__What this task involves__: Read through the lines below for the string "debug" and copy each one that has it.

(Input records Opens)

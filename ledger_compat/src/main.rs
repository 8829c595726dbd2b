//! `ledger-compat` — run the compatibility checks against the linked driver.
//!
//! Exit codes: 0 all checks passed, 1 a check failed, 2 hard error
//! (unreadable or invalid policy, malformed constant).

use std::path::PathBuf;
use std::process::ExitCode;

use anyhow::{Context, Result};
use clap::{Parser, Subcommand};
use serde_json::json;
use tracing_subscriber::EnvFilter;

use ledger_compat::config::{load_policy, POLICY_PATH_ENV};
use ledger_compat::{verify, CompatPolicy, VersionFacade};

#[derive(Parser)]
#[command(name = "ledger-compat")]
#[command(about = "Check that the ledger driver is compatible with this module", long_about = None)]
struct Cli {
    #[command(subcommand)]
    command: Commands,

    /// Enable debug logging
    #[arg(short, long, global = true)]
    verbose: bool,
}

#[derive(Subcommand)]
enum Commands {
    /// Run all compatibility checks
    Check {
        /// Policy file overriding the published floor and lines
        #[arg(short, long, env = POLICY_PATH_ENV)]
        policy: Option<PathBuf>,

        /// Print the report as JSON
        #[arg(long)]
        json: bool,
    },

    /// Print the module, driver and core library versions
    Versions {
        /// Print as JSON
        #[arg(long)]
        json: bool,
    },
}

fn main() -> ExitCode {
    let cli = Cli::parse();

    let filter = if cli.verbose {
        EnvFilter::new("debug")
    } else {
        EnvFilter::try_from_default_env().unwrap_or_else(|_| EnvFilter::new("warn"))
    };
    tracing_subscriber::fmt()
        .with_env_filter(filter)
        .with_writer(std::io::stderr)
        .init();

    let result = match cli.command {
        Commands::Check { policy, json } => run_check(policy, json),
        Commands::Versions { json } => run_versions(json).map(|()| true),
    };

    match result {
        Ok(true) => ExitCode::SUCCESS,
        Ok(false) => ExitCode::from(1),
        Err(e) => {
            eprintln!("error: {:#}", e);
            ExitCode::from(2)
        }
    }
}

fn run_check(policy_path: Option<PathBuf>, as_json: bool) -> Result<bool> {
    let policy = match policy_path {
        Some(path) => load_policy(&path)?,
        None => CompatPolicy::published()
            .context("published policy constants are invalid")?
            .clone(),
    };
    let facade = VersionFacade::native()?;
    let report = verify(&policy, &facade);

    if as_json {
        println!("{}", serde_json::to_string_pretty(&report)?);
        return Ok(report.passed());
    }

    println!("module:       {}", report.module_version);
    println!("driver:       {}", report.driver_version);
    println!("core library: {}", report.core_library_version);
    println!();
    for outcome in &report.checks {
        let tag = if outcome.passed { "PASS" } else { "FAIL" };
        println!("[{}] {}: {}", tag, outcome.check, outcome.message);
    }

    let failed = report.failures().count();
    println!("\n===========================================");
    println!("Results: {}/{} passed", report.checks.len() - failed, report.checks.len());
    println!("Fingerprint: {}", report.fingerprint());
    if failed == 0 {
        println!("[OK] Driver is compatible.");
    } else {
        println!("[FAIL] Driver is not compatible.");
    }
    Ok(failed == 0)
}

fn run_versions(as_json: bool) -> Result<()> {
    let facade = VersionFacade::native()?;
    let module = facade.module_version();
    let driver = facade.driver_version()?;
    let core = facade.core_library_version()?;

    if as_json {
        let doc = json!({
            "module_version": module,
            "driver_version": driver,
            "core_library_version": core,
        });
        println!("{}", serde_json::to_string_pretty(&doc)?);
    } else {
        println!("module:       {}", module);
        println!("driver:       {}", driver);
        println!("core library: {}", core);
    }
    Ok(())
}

(Input records Closes)

__Exercise result__:
    /// Enable debug logging
        EnvFilter::new("debug")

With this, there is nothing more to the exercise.